Though it may not seem likely, a recent report suggested that playing ordinary video games might fend off degenerative brain processes. My grandkids tell me I have to get some game apps for my phone. Frankly, I find myself thinking about getting rid of the flock of seagulls who gather on my boat this time of the year, rather than angry birds on my phone. Candy Crush Saga? What kind of game can that be?

There are free collections of brain puzzles on-line to practice reasoning and logic. You will find them on “Addicting Games.com.” Some of these are fun. Some are frustrating. Some are impossible!

After reviewing everything I had explored, I knew there was only one course of action. The benefit of exercise comes from regular and consistant practice, and having someone else with whom you can share the experience. So I’m heading for the AARP brain gym, rather than trying to put a program together myself.
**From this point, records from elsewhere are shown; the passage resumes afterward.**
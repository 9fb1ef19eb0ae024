//! The event stream: a block arena plus its lane table.
//!
//! An [`EventStream`] is created once per producer phase, filled by any
//! number of parallel writers, replayed by readers, and destroyed exactly
//! once when the last owner drops it. Its lane count is fixed at
//! construction.

use std::fmt;
use std::ops::Range;

use rill_core::{StreamId, WorkerId};
use tracing::debug;

use crate::alloc::SharedAllocator;
use crate::arena::BlockArena;
use crate::block::Lane;
use crate::config::StreamConfig;
use crate::error::StreamError;
use crate::raw::{ClaimMode, LaneCell, LaneClaim};
use crate::read::StreamReader;
use crate::write::{IndexWriter, ThreadWriter};

/// How a stream's lanes are keyed.
#[derive(Clone, Copy, Debug, PartialEq, Eq)]
pub enum LaneLayout {
    /// One lane per logical partition, chosen explicitly by
    /// [`IndexWriter`]s.
    Indexed {
        /// Number of partitions.
        lanes: usize,
    },
    /// One lane per hardware worker, chosen implicitly by
    /// [`ThreadWriter`]s.
    PerWorker {
        /// Number of worker threads.
        workers: usize,
    },
}

impl LaneLayout {
    /// Number of lanes this layout allocates.
    pub fn lane_count(self) -> usize {
        match self {
            Self::Indexed { lanes } => lanes,
            Self::PerWorker { workers } => workers,
        }
    }
}

impl fmt::Display for LaneLayout {
    fn fmt(&self, f: &mut fmt::Formatter<'_>) -> fmt::Result {
        match self {
            Self::Indexed { lanes } => write!(f, "indexed({lanes})"),
            Self::PerWorker { workers } => write!(f, "per-worker({workers})"),
        }
    }
}

/// A segmented, append-only, multi-lane record stream.
///
/// `EventStream` is `Send + Sync`: writers and readers borrow it shared
/// and serialise per lane through atomic claims. Share it across tasks
/// with `Arc<EventStream>`.
pub struct EventStream {
    id: StreamId,
    layout: LaneLayout,
    arena: BlockArena,
    lanes: Box<[LaneCell]>,
}

// Compile-time assertion: EventStream must be Send + Sync.
const _: fn() = || {
    fn assert<T: Send + Sync>() {}
    assert::<EventStream>();
};

impl EventStream {
    /// Create an empty stream with `layout.lane_count()` lanes.
    pub fn new(
        layout: LaneLayout,
        config: StreamConfig,
        allocator: SharedAllocator,
    ) -> Result<Self, StreamError> {
        config.validate()?;
        let lanes = (0..layout.lane_count()).map(|_| LaneCell::new()).collect();
        let id = StreamId::next();
        debug!(%id, %layout, block_size = config.block_size, "stream created");
        Ok(Self {
            id,
            layout,
            arena: BlockArena::new(allocator, config),
            lanes,
        })
    }

    /// Unique identity of this stream.
    pub fn id(&self) -> StreamId {
        self.id
    }

    /// How the lanes are keyed.
    pub fn layout(&self) -> LaneLayout {
        self.layout
    }

    /// Number of lanes.
    pub fn lane_count(&self) -> usize {
        self.lanes.len()
    }

    /// The stream's block arena.
    pub fn arena(&self) -> &BlockArena {
        &self.arena
    }

    /// The stream's configuration.
    pub fn config(&self) -> &StreamConfig {
        self.arena.config()
    }

    /// Copy of one lane's metadata.
    ///
    /// Fails with [`StreamError::LaneBusy`] while the lane is being
    /// written. Open readers do not block it.
    pub fn lane(&self, index: usize) -> Result<Lane, StreamError> {
        let claim = self.claim(index, ClaimMode::Read)?;
        Ok(claim.slot().lane)
    }

    /// Total records across all lanes.
    pub fn element_count(&self) -> Result<u64, StreamError> {
        let mut total = 0u64;
        for index in 0..self.lane_count() {
            total += u64::from(self.lane(index)?.element_count);
        }
        Ok(total)
    }

    /// Total blocks linked across all lanes.
    pub fn block_count(&self) -> Result<u64, StreamError> {
        let mut total = 0u64;
        for index in 0..self.lane_count() {
            total += u64::from(self.lane(index)?.block_count);
        }
        Ok(total)
    }

    /// Whether no lane holds a record.
    pub fn is_empty(&self) -> Result<bool, StreamError> {
        Ok(self.element_count()? == 0)
    }

    /// A writer that may open any lane.
    pub fn index_writer(&self) -> Result<IndexWriter<'_>, StreamError> {
        self.index_writer_in(0..self.lane_count())
    }

    /// A writer restricted to `range`, for lane sets statically partitioned
    /// across workers.
    pub fn index_writer_in(&self, range: Range<usize>) -> Result<IndexWriter<'_>, StreamError> {
        if crate::CHECKED && !matches!(self.layout, LaneLayout::Indexed { .. }) {
            return Err(StreamError::WrongLayout {
                expected: "indexed",
                actual: self.layout,
            });
        }
        if range.end > self.lane_count() || range.start > range.end {
            return Err(StreamError::LaneOutOfRange {
                lane: range.end.saturating_sub(1).max(range.start),
                lane_count: self.lane_count(),
            });
        }
        Ok(IndexWriter::new(self, range))
    }

    /// A writer bound to `worker`'s lane.
    ///
    /// The lane stays claimed until the writer drops, so create one per
    /// task at task start and let it go when the task ends.
    pub fn thread_writer(&self, worker: WorkerId) -> Result<ThreadWriter<'_>, StreamError> {
        if crate::CHECKED && !matches!(self.layout, LaneLayout::PerWorker { .. }) {
            return Err(StreamError::WrongLayout {
                expected: "per-worker",
                actual: self.layout,
            });
        }
        let claim = self.claim(worker.index(), ClaimMode::Write)?;
        Ok(ThreadWriter::new(self, worker, claim))
    }

    /// A reader over this stream's lanes.
    pub fn reader(&self) -> StreamReader<'_> {
        StreamReader::new(self)
    }

    /// Destroy the stream, returning every block to the allocator.
    ///
    /// Equivalent to dropping it; ownership guarantees it runs once.
    pub fn destroy(self) {
        drop(self);
    }

    pub(crate) fn claim(&self, index: usize, mode: ClaimMode) -> Result<LaneClaim<'_>, StreamError> {
        let cell = self.lanes.get(index).ok_or(StreamError::LaneOutOfRange {
            lane: index,
            lane_count: self.lanes.len(),
        })?;
        cell.claim(index, mode)
    }
}

impl Drop for EventStream {
    fn drop(&mut self) {
        for cell in self.lanes.iter_mut() {
            self.arena.release_lane(&mut cell.get_mut().blocks);
        }
        debug!(
            id = %self.id,
            blocks = self.arena.blocks_released(),
            "stream destroyed"
        );
    }
}

impl fmt::Debug for EventStream {
    fn fmt(&self, f: &mut fmt::Formatter<'_>) -> fmt::Result {
        f.debug_struct("EventStream")
            .field("id", &self.id)
            .field("layout", &self.layout)
            .field("live_blocks", &self.arena.live_blocks())
            .finish()
    }
}
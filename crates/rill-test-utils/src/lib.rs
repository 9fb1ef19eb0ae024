//! Test utilities and mock collaborators for Rill development.
//!
//! Provides instrumented implementations of the collaborator traits
//! ([`BlockAllocator`](rill_stream::BlockAllocator) and
//! [`Scheduler`](rill_core::Scheduler)) plus record fixtures:
//!
//! - [`CountingAllocator`] counts block allocations and releases.
//! - [`ManualScheduler`] completes tasks only when the test says so.
//! - [`PoolScheduler`] runs work on a real worker-thread pool.

#![forbid(unsafe_code)]
#![allow(missing_docs)]
#![deny(rustdoc::broken_intra_doc_links)]

pub mod alloc;
pub mod fixtures;
pub mod manual;
pub mod pool;

pub use alloc::CountingAllocator;
pub use manual::{ManualScheduler, ManualToken};
pub use pool::{PoolScheduler, PoolToken};

use std::sync::Once;

/// Route `tracing` output through the test harness writer.
///
/// Honours `RUST_LOG`; silent otherwise. Safe to call from every test.
pub fn init_test_logging() {
    static INIT: Once = Once::new();
    INIT.call_once(|| {
        let _ = tracing_subscriber::fmt()
            .with_env_filter(tracing_subscriber::EnvFilter::from_default_env())
            .with_test_writer()
            .try_init();
    });
}
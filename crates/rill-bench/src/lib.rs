//! Benchmark profiles and utilities for the Rill event streams.
//!
//! Provides fixed workloads shared by the benches:
//!
//! - [`reference_profile`]: 64 lanes × 1024 records of [`BenchEvent`]
//! - [`stress_profile`]: 256 lanes × 4096 records
//! - [`fill_indexed`] / [`checksum`]: write and replay a profile

#![forbid(unsafe_code)]
#![deny(rustdoc::broken_intra_doc_links)]

use bytemuck::{Pod, Zeroable};
use rill_stream::{
    EventStream, LaneLayout, LaneRead, LaneWrite, SharedAllocator, StreamConfig, StreamError,
};

/// A 16-byte record, the size of a typical gameplay event.
#[repr(C)]
#[derive(Clone, Copy, Debug, Default, PartialEq, Pod, Zeroable)]
pub struct BenchEvent {
    /// Source entity.
    pub entity: u32,
    /// Event kind discriminant.
    pub kind: u32,
    /// Payload.
    pub value: f64,
}

/// Shape of a write/read workload.
#[derive(Clone, Debug)]
pub struct Profile {
    /// Lanes in the stream.
    pub lanes: usize,
    /// Records written to every lane.
    pub records_per_lane: u32,
    /// Stream block configuration.
    pub config: StreamConfig,
}

impl Profile {
    /// Total records in one stream.
    pub fn total_records(&self) -> u64 {
        self.lanes as u64 * u64::from(self.records_per_lane)
    }

    /// Total payload bytes in one stream.
    pub fn total_bytes(&self) -> u64 {
        self.total_records() * std::mem::size_of::<BenchEvent>() as u64
    }
}

/// 64 lanes × 1024 records in default-sized blocks (~1 MiB of payload).
pub fn reference_profile() -> Profile {
    Profile {
        lanes: 64,
        records_per_lane: 1024,
        config: StreamConfig::new(),
    }
}

/// 256 lanes × 4096 records (~16 MiB of payload).
pub fn stress_profile() -> Profile {
    Profile {
        lanes: 256,
        records_per_lane: 4096,
        config: StreamConfig::new(),
    }
}

/// The `i`th record of `lane`.
pub fn event(lane: usize, i: u32) -> BenchEvent {
    BenchEvent {
        entity: lane as u32,
        kind: i % 7,
        value: f64::from(i),
    }
}

/// A fresh indexed stream filled according to `profile`.
pub fn fill_indexed(profile: &Profile, allocator: SharedAllocator) -> Result<EventStream, StreamError> {
    let stream = EventStream::new(
        LaneLayout::Indexed {
            lanes: profile.lanes,
        },
        profile.config.clone(),
        allocator,
    )?;
    {
        let mut writer = stream.index_writer()?;
        for lane in 0..profile.lanes {
            writer.begin_lane(lane)?;
            for i in 0..profile.records_per_lane {
                writer.write(&event(lane, i))?;
            }
            writer.end_lane()?;
        }
    }
    Ok(stream)
}

/// Replay every lane and fold the records into a checksum.
pub fn checksum(stream: &EventStream) -> Result<u64, StreamError> {
    let mut reader = stream.reader();
    let mut sum = 0u64;
    for lane in 0..reader.lane_count() {
        let count = reader.begin_lane(lane)?;
        for _ in 0..count {
            let e = reader.read::<BenchEvent>()?;
            sum = sum.wrapping_add(u64::from(e.entity) ^ u64::from(e.kind));
        }
        reader.end_lane()?;
    }
    Ok(sum)
}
Now if I can just talk some of my friends into joining…..without implying that their brains are getting…..uhmmm……fat.

LEGACY

A legacy is traditionally defined as a gift, or an inheritance of money or property. The term dates from the 15th Century in England during the era when citizens began to accumulate property or wealth, which could be passed down to the next generation. The term has evolved to include other gifts as well. I received a different kind of legacy just the other day.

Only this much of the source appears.